- Materials provided
+--

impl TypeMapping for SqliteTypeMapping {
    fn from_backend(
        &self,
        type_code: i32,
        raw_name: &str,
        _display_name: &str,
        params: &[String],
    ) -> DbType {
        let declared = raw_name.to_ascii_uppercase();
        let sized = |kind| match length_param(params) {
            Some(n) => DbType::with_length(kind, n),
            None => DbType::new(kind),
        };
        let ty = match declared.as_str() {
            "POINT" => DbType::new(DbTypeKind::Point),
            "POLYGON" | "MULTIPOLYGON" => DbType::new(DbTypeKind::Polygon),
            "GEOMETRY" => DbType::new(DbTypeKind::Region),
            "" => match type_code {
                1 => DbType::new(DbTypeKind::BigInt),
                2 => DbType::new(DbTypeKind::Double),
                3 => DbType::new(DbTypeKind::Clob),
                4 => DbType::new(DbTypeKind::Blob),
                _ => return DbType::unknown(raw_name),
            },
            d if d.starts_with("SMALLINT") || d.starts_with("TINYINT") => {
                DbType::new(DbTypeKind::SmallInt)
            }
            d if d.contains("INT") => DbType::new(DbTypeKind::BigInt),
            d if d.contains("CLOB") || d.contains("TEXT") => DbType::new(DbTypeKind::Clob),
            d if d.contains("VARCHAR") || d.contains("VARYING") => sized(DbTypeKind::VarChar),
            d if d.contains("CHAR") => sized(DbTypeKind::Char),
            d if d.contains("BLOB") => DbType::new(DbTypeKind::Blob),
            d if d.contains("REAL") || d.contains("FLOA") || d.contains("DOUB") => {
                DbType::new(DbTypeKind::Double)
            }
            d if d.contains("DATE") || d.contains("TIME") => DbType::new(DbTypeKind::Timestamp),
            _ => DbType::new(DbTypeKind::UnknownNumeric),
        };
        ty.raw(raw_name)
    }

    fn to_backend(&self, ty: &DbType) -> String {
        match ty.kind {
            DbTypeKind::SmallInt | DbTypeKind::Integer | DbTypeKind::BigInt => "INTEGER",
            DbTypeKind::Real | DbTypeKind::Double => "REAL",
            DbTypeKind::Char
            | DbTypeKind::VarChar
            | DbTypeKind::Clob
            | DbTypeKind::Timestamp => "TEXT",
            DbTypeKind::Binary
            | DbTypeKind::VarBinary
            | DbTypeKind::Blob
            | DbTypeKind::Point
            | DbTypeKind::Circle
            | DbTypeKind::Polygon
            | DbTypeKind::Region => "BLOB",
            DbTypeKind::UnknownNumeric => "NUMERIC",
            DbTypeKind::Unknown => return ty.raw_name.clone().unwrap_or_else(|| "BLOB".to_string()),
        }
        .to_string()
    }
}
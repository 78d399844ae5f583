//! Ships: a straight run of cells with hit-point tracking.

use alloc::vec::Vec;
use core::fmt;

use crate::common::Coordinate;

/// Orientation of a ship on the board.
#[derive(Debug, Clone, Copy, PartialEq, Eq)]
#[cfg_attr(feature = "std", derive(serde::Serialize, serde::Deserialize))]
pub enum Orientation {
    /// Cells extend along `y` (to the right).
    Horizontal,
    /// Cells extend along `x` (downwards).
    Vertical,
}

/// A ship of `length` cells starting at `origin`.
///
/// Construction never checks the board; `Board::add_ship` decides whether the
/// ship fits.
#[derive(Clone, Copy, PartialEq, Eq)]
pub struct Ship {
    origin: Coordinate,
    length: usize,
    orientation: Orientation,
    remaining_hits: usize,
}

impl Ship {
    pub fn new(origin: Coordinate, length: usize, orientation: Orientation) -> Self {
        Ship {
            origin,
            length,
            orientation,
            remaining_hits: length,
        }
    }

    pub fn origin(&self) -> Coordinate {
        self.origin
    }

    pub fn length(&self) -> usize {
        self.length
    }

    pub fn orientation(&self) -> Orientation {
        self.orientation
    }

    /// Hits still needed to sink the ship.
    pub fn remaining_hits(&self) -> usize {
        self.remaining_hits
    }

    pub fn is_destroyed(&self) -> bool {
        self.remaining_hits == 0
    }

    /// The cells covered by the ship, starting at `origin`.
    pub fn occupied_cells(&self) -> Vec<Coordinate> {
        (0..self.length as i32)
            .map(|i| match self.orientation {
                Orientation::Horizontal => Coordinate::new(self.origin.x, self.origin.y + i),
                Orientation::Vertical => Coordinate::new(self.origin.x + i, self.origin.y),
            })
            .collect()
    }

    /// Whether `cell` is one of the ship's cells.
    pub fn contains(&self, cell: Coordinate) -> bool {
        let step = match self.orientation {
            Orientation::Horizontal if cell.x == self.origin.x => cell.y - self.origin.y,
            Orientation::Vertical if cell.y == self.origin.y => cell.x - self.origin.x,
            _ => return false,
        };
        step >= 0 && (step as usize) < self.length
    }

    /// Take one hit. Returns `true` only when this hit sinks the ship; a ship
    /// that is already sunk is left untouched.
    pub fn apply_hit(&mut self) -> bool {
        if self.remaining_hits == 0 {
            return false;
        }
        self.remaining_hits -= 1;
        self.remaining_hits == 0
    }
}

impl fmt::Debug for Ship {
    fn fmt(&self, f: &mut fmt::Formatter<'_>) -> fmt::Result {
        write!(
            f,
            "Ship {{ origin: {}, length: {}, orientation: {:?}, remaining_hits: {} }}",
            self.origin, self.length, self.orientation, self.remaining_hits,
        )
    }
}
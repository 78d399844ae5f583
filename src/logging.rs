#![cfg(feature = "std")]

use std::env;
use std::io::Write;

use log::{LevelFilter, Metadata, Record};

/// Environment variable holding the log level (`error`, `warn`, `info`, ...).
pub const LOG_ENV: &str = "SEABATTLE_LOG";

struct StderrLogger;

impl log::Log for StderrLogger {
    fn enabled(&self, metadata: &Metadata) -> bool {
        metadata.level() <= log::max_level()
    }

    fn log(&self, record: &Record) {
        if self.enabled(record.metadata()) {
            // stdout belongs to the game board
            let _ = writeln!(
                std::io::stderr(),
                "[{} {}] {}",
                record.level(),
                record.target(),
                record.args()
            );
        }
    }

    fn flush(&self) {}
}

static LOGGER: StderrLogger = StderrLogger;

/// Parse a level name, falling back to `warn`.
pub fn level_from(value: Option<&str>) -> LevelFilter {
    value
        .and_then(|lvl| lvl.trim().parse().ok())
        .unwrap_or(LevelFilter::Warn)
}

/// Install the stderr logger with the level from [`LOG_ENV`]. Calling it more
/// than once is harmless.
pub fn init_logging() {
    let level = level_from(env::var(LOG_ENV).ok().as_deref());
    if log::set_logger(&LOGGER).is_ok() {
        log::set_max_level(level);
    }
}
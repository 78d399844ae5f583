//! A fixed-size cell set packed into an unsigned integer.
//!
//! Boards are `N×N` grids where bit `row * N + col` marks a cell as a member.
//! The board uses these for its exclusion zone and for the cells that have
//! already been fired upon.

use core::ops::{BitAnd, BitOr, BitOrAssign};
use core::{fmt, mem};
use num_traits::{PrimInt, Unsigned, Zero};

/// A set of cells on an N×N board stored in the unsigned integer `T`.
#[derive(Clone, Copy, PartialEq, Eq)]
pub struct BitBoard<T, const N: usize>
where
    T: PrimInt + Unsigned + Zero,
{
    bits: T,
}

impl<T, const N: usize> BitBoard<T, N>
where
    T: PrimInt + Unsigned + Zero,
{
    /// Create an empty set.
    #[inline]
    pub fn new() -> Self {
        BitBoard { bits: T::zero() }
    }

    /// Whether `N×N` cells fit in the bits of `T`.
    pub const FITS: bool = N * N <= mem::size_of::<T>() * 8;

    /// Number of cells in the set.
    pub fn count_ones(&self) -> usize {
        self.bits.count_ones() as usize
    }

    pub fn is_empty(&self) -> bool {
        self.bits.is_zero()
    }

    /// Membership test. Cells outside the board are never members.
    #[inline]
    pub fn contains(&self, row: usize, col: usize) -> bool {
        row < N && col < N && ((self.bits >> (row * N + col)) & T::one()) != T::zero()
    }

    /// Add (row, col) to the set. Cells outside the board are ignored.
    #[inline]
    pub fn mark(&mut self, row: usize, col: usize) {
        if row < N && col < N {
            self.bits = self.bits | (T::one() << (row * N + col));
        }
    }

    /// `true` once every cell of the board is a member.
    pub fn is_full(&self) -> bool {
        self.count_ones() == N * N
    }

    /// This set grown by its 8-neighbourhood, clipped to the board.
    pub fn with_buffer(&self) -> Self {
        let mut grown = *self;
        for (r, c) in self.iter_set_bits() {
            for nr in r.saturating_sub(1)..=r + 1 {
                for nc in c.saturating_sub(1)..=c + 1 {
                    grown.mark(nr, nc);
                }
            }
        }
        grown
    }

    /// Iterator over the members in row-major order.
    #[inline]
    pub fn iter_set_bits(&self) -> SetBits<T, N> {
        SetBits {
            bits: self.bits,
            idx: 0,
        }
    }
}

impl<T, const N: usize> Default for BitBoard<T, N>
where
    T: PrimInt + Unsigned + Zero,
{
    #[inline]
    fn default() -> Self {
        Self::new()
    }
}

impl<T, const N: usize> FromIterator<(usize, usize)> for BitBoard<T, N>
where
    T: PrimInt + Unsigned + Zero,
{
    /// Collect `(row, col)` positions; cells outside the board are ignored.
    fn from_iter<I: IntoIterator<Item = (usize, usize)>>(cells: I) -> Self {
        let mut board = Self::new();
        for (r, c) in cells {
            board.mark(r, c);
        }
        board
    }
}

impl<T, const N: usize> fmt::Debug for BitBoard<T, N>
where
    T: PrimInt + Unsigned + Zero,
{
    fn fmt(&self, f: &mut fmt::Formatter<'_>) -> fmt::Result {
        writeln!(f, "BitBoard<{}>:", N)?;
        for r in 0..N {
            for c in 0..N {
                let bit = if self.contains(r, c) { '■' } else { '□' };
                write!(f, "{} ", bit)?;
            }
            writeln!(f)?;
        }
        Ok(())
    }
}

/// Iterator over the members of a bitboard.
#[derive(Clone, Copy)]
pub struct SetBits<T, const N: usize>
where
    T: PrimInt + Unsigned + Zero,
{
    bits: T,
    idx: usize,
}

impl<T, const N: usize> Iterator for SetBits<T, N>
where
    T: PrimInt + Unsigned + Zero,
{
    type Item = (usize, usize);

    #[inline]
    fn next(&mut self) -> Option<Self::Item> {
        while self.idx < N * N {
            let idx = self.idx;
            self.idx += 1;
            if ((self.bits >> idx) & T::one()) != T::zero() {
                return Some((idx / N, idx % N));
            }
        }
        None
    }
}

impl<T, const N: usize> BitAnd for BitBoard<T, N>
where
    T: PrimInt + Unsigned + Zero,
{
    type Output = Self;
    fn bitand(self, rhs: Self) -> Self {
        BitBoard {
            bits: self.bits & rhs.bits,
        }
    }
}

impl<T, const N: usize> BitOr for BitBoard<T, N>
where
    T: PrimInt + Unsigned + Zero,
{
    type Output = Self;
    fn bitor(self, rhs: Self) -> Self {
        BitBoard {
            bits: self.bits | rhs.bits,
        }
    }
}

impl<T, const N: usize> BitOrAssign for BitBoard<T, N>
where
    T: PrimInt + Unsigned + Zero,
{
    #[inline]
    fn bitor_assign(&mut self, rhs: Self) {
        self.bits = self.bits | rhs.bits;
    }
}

+--

- To do
Take the line that holds "for (r, c) in cells" as the first and the last line of the material as the final one. Print that span exactly, both ends included.

- Output for this exercise
        for (r, c) in cells {
            board.mark(r, c);
        }
        board
    }
}

impl<T, const N: usize> fmt::Debug for BitBoard<T, N>
where
    T: PrimInt + Unsigned + Zero,
{
    fn fmt(&self, f: &mut fmt::Formatter<'_>) -> fmt::Result {
        writeln!(f, "BitBoard<{}>:", N)?;
        for r in 0..N {
            for c in 0..N {
                let bit = if self.contains(r, c) { '■' } else { '□' };
                write!(f, "{} ", bit)?;
            }
            writeln!(f)?;
        }
        Ok(())
    }
}

/// Iterator over the members of a bitboard.
#[derive(Clone, Copy)]
pub struct SetBits<T, const N: usize>
where
    T: PrimInt + Unsigned + Zero,
{
    bits: T,
    idx: usize,
}

impl<T, const N: usize> Iterator for SetBits<T, N>
where
    T: PrimInt + Unsigned + Zero,
{
    type Item = (usize, usize);

    #[inline]
    fn next(&mut self) -> Option<Self::Item> {
        while self.idx < N * N {
            let idx = self.idx;
            self.idx += 1;
            if ((self.bits >> idx) & T::one()) != T::zero() {
                return Some((idx / N, idx % N));
            }
        }
        None
    }
}

impl<T, const N: usize> BitAnd for BitBoard<T, N>
where
    T: PrimInt + Unsigned + Zero,
{
    type Output = Self;
    fn bitand(self, rhs: Self) -> Self {
        BitBoard {
            bits: self.bits & rhs.bits,
        }
    }
}

impl<T, const N: usize> BitOr for BitBoard<T, N>
where
    T: PrimInt + Unsigned + Zero,
{
    type Output = Self;
    fn bitor(self, rhs: Self) -> Self {
        BitBoard {
            bits: self.bits | rhs.bits,
        }
    }
}

impl<T, const N: usize> BitOrAssign for BitBoard<T, N>
where
    T: PrimInt + Unsigned + Zero,
{
    #[inline]
    fn bitor_assign(&mut self, rhs: Self) {
        self.bits = self.bits | rhs.bits;
    }
}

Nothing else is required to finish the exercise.